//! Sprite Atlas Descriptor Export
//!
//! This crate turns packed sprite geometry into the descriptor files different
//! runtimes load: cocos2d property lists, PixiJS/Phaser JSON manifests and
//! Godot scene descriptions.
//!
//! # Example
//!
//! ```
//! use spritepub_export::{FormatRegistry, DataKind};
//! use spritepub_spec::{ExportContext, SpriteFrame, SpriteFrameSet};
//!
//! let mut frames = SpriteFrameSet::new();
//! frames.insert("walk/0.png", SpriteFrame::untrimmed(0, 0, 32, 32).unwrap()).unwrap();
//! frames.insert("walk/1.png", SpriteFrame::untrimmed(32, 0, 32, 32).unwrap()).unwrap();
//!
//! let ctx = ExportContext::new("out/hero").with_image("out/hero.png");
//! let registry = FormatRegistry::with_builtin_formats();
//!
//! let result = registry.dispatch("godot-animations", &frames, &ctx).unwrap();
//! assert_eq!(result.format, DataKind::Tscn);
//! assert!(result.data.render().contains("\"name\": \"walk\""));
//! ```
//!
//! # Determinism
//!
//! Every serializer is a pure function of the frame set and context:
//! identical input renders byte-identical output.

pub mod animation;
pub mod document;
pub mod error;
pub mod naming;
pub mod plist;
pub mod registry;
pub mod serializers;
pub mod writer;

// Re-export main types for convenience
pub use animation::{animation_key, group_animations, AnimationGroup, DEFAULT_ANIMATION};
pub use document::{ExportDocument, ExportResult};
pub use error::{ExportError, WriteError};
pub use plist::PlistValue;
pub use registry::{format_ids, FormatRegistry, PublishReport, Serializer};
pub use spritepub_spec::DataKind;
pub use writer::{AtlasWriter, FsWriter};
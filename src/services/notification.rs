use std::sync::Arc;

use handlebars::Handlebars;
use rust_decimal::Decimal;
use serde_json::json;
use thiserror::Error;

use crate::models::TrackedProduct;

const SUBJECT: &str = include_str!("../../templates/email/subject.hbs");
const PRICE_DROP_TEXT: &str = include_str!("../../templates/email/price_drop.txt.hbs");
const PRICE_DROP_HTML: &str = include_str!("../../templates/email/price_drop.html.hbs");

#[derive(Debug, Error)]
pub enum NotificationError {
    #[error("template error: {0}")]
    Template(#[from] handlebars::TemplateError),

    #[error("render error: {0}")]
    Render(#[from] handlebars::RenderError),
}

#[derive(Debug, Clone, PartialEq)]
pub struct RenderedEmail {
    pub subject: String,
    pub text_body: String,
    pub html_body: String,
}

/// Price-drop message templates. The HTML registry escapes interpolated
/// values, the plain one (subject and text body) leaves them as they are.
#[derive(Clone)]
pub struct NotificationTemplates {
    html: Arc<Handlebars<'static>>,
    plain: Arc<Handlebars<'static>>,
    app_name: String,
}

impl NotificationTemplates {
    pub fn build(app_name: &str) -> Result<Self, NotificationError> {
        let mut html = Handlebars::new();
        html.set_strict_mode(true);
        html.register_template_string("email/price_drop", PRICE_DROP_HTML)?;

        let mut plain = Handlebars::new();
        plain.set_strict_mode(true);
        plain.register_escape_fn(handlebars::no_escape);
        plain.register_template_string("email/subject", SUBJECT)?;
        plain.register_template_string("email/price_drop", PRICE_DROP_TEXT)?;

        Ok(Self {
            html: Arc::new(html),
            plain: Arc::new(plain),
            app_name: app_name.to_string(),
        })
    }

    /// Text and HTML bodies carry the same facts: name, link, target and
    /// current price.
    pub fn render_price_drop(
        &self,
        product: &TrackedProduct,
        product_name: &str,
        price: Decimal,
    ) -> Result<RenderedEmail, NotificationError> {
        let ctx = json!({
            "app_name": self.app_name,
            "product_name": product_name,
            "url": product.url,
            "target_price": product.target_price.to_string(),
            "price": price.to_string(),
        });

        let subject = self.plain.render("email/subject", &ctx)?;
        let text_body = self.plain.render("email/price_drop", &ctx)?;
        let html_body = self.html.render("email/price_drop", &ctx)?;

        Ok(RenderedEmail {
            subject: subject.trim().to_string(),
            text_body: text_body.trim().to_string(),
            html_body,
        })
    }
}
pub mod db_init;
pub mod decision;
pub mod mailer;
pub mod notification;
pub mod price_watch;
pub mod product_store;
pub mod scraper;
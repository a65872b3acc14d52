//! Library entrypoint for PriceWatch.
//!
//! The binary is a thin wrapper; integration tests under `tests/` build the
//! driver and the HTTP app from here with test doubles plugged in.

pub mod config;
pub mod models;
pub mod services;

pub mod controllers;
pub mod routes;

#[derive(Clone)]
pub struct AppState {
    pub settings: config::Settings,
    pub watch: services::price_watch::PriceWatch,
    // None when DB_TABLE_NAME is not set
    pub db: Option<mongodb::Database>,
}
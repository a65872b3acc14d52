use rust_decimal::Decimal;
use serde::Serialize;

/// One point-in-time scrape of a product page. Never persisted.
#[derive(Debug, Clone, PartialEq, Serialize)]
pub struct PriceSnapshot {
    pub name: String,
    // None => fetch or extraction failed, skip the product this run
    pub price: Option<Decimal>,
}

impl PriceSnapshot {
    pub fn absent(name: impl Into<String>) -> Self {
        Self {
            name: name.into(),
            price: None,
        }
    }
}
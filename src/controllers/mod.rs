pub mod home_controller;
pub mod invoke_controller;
-------
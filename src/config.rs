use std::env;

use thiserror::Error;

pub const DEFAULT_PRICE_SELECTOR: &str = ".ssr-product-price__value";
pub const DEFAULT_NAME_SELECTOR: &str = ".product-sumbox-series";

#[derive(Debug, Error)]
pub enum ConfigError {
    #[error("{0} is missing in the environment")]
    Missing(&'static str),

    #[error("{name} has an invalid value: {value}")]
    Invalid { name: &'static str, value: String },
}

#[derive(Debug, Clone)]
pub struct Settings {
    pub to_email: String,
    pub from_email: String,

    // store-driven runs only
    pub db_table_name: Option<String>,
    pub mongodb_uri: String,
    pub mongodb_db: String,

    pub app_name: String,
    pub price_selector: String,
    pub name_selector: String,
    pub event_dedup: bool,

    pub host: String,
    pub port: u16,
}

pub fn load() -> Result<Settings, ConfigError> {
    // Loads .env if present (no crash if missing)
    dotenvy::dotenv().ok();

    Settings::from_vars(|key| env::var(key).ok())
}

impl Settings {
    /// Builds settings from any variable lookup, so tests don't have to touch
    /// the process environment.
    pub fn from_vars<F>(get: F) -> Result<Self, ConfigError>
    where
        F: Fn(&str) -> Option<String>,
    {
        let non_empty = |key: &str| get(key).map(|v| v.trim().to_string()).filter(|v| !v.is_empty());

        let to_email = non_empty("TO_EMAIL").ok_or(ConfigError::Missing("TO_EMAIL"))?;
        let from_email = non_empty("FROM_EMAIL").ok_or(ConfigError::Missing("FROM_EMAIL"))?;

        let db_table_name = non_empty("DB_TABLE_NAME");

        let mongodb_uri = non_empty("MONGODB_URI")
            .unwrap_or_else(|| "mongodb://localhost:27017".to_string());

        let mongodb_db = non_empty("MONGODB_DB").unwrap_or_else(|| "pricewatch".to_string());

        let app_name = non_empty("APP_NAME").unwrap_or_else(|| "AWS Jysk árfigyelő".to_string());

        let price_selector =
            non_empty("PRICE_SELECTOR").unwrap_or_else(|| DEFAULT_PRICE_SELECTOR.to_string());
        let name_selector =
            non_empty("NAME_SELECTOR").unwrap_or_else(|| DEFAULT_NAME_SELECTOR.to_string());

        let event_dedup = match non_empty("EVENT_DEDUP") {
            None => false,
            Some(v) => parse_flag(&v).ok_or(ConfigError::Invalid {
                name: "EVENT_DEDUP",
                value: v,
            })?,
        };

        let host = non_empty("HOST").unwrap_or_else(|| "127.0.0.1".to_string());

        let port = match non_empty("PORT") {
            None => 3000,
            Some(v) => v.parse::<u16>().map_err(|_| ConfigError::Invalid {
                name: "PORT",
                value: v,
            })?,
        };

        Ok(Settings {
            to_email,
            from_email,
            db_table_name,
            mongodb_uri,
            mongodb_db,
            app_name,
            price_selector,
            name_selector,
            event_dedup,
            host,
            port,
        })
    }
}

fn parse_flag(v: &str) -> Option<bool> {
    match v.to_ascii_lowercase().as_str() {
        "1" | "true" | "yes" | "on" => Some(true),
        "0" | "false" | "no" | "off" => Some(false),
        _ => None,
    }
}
-------
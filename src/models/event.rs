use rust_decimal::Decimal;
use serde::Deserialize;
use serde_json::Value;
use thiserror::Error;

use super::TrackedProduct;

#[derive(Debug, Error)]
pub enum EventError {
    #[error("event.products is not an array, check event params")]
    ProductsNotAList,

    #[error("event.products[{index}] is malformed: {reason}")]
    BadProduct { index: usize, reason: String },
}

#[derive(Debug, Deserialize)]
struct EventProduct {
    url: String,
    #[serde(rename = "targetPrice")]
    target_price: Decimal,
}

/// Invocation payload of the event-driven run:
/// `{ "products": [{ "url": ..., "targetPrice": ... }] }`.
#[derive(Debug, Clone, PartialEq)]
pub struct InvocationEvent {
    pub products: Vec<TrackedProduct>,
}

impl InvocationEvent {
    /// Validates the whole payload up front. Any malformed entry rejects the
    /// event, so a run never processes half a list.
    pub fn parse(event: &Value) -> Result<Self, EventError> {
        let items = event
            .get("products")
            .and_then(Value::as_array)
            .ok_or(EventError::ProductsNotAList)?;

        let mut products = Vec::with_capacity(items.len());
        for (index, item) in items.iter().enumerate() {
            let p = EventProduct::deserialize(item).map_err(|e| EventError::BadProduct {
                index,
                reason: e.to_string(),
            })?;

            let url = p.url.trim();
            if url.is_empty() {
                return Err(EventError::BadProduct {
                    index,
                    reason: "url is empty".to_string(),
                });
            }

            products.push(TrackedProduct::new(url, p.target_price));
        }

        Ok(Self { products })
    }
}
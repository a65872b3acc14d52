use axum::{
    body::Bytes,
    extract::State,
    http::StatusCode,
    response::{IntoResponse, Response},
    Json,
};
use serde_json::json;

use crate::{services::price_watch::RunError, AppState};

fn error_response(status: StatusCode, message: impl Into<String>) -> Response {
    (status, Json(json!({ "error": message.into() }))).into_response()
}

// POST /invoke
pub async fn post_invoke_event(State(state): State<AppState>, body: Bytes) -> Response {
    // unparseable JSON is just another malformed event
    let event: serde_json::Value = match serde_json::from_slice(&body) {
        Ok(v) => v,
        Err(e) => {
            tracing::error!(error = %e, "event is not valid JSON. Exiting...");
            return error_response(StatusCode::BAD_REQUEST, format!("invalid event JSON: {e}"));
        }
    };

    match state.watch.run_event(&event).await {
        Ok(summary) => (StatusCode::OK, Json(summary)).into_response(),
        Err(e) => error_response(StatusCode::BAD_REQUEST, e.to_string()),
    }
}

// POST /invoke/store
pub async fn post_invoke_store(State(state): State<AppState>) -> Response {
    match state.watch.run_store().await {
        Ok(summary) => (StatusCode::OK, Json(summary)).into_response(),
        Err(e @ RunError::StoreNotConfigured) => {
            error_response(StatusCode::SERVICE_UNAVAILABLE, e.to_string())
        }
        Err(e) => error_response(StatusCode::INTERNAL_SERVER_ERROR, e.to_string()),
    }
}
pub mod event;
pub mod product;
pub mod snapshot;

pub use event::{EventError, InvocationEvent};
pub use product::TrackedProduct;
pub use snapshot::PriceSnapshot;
-------
Goal of the exercise:
Transcribe each line of the data above, unaltered, from the one where "Atlas Descriptor Export" appears to the one where "pub mod serializers;" appears, inclusive of both.

Written response:
//! Sprite Atlas Descriptor Export
//!
//! This crate turns packed sprite geometry into the descriptor files different
//! runtimes load: cocos2d property lists, PixiJS/Phaser JSON manifests and
//! Godot scene descriptions.
//!
//! # Example
//!
//! ```
//! use spritepub_export::{FormatRegistry, DataKind};
//! use spritepub_spec::{ExportContext, SpriteFrame, SpriteFrameSet};
//!
//! let mut frames = SpriteFrameSet::new();
//! frames.insert("walk/0.png", SpriteFrame::untrimmed(0, 0, 32, 32).unwrap()).unwrap();
//! frames.insert("walk/1.png", SpriteFrame::untrimmed(32, 0, 32, 32).unwrap()).unwrap();
//!
//! let ctx = ExportContext::new("out/hero").with_image("out/hero.png");
//! let registry = FormatRegistry::with_builtin_formats();
//!
//! let result = registry.dispatch("godot-animations", &frames, &ctx).unwrap();
//! assert_eq!(result.format, DataKind::Tscn);
//! assert!(result.data.render().contains("\"name\": \"walk\""));
//! ```
//!
//! # Determinism
//!
//! Every serializer is a pure function of the frame set and context:
//! identical input renders byte-identical output.

pub mod animation;
pub mod document;
pub mod error;
pub mod naming;
pub mod plist;
pub mod registry;
pub mod serializers;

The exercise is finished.